__YOUR ASSIGNMENT__
Search the records for the string "InvalidLength" and copy every line in which it appears.

__DATA SHOWN__
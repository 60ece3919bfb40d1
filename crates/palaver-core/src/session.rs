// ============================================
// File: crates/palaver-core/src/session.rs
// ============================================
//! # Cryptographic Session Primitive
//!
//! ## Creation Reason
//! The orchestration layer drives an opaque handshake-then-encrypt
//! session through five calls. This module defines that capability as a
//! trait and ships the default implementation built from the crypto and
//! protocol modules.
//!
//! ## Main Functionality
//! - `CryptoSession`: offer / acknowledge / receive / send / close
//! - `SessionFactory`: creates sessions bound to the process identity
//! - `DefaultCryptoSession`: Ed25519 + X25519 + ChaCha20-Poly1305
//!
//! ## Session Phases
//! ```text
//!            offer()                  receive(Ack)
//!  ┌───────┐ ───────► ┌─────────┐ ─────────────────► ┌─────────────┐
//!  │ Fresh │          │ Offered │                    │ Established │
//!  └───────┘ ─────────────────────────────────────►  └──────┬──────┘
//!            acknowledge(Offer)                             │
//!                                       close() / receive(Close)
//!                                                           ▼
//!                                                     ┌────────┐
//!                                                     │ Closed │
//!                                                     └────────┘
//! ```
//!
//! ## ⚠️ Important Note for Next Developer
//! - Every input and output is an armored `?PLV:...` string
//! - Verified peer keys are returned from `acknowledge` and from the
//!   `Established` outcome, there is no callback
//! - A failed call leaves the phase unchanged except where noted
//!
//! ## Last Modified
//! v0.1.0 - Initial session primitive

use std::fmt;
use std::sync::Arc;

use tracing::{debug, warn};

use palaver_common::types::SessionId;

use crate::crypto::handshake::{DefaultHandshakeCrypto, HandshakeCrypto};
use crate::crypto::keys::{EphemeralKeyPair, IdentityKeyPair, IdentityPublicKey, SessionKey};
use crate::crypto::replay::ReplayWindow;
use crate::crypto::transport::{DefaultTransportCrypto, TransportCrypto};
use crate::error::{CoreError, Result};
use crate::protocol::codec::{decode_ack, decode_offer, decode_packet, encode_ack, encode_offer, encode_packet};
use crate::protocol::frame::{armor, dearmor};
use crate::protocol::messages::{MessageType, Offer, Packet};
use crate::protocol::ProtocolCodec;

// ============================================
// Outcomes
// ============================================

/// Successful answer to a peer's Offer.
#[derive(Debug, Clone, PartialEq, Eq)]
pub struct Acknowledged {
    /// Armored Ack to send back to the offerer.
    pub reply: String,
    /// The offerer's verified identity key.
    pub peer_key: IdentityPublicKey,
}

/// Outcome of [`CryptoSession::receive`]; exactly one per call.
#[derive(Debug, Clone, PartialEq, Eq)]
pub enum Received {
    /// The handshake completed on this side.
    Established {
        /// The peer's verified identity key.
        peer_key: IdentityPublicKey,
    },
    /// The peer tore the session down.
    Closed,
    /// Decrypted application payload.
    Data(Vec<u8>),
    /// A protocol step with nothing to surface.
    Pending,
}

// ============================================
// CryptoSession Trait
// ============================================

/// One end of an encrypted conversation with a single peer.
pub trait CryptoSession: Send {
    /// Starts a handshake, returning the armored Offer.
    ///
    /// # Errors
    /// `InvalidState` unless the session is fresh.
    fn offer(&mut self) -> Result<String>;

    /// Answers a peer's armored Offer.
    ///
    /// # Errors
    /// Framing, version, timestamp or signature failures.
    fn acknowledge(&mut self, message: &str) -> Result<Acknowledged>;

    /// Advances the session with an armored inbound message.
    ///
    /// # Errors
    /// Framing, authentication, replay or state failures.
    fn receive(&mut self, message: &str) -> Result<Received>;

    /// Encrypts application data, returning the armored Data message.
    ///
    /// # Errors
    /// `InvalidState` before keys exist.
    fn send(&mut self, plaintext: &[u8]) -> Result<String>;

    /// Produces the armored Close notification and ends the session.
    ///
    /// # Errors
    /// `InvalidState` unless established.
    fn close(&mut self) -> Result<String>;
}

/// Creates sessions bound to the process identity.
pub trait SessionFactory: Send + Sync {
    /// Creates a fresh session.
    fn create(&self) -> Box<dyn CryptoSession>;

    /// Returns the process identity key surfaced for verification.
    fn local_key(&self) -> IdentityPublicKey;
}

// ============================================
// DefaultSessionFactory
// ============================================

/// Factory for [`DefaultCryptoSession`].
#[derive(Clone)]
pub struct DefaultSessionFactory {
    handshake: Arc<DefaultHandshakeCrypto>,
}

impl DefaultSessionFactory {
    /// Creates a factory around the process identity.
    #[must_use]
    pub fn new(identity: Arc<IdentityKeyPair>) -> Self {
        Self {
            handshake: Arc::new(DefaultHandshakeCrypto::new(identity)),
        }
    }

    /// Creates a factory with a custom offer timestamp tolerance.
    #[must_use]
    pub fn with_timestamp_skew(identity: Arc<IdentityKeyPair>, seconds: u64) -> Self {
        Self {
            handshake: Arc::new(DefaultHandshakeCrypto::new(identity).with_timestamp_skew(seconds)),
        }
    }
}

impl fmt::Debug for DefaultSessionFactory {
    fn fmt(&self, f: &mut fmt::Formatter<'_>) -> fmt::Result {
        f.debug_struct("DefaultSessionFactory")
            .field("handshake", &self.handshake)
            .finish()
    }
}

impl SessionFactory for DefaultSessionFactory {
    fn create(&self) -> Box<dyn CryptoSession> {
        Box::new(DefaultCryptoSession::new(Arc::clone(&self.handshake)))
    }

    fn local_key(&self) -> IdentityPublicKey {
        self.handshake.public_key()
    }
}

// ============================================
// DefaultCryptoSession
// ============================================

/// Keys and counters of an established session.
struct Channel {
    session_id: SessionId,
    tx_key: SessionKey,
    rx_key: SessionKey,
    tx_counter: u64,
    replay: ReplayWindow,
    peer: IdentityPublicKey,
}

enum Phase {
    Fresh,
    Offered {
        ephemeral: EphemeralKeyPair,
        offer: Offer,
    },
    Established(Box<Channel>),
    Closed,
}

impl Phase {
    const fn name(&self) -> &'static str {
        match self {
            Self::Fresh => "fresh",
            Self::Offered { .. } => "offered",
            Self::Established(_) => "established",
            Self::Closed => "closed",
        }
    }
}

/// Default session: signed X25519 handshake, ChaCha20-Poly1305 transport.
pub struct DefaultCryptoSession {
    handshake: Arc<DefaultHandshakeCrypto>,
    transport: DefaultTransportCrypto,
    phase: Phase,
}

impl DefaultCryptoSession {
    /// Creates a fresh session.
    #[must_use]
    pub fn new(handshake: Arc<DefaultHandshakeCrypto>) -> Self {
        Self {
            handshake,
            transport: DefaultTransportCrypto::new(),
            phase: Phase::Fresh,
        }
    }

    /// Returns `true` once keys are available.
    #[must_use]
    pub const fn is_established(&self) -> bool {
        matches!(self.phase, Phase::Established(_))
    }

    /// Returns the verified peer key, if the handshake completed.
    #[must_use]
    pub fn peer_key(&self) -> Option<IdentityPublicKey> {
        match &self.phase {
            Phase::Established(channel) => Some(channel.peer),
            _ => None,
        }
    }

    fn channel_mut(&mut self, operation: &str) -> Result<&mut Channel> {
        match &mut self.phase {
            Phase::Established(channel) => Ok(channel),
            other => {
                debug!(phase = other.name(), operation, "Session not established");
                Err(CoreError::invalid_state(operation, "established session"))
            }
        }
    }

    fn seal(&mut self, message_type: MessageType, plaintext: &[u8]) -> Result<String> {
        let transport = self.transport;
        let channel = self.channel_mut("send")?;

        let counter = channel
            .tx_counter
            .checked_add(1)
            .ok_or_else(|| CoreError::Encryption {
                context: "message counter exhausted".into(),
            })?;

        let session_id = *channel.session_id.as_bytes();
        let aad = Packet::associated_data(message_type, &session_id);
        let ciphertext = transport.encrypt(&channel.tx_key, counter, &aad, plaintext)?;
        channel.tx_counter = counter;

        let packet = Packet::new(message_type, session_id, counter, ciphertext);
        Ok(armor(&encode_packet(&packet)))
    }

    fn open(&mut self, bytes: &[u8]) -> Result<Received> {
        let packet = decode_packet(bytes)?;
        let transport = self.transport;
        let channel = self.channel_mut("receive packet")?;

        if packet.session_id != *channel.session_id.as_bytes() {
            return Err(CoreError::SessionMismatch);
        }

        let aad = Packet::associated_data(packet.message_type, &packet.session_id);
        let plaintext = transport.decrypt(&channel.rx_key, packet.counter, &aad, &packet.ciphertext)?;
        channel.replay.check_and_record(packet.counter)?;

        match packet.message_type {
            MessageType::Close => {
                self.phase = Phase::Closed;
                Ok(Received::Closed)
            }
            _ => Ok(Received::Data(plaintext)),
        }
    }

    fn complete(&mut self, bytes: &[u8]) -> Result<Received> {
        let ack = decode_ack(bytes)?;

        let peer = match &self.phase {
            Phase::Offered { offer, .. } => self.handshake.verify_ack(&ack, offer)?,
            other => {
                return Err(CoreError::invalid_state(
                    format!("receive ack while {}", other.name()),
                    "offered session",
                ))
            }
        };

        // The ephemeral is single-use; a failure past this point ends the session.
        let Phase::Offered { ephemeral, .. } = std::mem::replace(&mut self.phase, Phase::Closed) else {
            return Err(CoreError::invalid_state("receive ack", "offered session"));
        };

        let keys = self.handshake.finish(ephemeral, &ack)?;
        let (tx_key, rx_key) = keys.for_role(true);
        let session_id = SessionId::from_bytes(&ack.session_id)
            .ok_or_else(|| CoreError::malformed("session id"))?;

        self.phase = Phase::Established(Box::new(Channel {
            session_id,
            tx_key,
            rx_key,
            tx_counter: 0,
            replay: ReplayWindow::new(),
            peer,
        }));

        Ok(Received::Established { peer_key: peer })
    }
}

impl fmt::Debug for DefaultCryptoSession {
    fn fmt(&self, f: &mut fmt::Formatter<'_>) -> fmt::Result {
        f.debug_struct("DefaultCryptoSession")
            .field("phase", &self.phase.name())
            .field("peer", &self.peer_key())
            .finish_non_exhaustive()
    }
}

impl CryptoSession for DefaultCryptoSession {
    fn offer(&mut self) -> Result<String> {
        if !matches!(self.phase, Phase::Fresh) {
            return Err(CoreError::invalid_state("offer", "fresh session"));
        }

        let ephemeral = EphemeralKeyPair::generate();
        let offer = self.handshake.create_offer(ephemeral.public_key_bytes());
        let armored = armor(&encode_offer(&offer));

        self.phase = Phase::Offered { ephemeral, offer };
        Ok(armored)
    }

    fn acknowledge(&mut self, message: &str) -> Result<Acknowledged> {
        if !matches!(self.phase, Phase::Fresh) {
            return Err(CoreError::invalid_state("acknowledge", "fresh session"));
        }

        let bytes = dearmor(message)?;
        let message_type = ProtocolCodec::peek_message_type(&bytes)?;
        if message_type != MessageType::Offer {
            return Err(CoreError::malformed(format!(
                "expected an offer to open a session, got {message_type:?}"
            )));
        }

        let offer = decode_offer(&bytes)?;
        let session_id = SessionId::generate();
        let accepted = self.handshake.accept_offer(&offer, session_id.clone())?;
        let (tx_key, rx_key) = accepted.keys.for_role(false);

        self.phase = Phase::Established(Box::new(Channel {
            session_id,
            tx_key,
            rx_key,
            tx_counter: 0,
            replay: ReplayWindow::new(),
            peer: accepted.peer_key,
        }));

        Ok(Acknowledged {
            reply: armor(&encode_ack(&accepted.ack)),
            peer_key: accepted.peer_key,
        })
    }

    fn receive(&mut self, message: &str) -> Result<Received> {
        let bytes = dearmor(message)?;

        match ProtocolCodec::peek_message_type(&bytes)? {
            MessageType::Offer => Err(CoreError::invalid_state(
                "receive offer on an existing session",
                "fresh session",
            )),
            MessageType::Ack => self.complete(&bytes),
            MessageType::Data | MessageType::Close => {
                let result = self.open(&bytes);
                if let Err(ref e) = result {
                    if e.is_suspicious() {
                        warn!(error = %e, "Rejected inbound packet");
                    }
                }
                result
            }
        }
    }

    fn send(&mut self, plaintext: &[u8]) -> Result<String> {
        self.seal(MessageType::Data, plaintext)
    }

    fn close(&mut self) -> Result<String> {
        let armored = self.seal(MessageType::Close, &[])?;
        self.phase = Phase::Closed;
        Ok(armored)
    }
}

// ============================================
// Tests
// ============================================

==

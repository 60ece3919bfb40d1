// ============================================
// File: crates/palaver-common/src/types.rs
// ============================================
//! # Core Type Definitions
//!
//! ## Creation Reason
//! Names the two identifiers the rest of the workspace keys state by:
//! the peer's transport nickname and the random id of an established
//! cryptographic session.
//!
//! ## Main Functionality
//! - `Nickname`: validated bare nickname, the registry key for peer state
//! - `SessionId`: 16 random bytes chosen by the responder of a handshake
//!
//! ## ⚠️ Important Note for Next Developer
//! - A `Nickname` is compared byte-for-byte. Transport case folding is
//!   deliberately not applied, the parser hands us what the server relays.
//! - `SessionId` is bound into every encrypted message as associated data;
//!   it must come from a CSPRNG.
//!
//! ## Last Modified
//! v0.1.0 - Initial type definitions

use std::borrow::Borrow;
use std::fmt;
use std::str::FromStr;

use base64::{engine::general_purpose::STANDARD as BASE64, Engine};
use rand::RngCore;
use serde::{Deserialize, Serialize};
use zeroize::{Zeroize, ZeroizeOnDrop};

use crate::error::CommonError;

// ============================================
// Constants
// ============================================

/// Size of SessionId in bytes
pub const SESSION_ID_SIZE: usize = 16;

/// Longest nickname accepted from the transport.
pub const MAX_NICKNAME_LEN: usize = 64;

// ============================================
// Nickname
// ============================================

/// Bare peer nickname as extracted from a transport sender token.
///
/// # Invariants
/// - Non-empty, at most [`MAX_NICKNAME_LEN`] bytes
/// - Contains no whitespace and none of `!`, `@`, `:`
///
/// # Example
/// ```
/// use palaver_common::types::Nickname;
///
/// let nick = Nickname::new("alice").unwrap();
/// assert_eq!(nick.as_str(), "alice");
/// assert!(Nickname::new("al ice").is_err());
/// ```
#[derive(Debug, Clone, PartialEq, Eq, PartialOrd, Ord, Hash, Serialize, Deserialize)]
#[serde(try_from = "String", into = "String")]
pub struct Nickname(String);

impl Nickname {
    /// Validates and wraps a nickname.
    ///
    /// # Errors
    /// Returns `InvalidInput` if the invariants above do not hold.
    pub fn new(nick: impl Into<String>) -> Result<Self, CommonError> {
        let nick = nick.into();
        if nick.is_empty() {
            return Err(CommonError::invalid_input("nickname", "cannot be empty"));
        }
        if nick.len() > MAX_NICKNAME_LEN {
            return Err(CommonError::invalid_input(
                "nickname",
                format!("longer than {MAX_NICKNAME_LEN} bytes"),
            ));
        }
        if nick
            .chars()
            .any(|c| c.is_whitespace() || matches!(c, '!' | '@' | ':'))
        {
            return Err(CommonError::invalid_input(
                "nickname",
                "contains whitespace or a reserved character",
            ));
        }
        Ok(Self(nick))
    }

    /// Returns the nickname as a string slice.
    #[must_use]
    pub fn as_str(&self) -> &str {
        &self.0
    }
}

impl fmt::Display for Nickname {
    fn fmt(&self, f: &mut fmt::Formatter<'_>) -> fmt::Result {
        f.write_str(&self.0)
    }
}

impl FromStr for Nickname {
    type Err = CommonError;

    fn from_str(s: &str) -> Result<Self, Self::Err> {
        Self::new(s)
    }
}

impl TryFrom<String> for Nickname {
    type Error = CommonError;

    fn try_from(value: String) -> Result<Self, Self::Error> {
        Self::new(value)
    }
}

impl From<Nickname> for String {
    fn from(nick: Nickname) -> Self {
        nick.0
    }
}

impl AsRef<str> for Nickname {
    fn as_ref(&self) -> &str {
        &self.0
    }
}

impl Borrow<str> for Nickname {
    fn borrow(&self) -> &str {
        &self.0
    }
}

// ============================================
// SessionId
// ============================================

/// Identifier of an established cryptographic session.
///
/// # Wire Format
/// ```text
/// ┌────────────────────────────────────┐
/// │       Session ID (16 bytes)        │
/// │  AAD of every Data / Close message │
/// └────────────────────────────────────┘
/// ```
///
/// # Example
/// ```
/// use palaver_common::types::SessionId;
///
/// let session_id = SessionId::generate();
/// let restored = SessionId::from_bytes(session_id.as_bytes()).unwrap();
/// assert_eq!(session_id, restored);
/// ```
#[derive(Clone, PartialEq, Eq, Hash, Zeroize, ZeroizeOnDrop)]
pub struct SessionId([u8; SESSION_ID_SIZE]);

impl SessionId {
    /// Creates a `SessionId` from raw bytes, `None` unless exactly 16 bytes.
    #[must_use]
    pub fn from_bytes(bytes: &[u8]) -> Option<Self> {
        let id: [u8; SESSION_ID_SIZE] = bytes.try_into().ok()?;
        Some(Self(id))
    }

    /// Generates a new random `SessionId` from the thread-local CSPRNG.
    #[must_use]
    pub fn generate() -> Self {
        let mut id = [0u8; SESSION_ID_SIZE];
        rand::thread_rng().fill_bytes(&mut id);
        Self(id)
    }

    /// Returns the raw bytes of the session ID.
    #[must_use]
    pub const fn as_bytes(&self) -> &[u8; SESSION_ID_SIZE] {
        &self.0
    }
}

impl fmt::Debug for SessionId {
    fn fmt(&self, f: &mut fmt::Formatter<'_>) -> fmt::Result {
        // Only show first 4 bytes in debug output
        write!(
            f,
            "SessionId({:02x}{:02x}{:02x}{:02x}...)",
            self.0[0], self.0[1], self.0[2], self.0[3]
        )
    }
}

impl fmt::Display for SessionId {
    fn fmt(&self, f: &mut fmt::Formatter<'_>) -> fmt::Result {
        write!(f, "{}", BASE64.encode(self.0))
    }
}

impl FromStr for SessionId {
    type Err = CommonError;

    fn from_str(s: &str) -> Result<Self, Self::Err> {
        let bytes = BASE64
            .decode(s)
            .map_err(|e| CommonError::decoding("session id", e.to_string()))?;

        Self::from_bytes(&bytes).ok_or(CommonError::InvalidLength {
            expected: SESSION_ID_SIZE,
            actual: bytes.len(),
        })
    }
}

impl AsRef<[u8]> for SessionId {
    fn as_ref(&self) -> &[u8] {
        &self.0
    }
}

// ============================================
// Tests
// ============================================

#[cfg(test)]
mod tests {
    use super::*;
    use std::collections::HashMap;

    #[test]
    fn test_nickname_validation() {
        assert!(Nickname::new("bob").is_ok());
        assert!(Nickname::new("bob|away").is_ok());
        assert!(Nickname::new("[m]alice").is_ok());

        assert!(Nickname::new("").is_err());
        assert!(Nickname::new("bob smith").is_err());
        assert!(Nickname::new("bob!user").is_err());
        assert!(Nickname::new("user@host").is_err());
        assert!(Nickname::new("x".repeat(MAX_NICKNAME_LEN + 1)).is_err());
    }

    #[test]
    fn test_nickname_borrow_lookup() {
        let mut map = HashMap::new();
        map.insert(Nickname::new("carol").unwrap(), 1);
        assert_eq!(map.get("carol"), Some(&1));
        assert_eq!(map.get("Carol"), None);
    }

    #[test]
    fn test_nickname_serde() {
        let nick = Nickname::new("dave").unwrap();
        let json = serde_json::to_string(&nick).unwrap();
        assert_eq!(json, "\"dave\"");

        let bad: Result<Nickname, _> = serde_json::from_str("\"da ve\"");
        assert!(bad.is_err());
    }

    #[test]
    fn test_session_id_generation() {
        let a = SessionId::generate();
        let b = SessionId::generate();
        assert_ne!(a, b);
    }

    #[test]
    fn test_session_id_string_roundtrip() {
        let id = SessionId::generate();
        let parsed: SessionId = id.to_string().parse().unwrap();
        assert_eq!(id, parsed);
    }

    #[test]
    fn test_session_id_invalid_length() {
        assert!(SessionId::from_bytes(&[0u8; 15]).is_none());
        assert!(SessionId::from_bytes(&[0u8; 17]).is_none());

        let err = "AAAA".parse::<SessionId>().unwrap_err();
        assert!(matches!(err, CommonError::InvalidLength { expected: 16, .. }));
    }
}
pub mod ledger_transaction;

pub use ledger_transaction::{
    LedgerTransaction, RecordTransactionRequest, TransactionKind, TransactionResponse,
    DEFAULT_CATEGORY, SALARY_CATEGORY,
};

__SOLVED PROBLEM__
        Self::from_bytes(&bytes).ok_or(CommonError::InvalidLength {
        assert!(matches!(err, CommonError::InvalidLength { expected: 16, .. }));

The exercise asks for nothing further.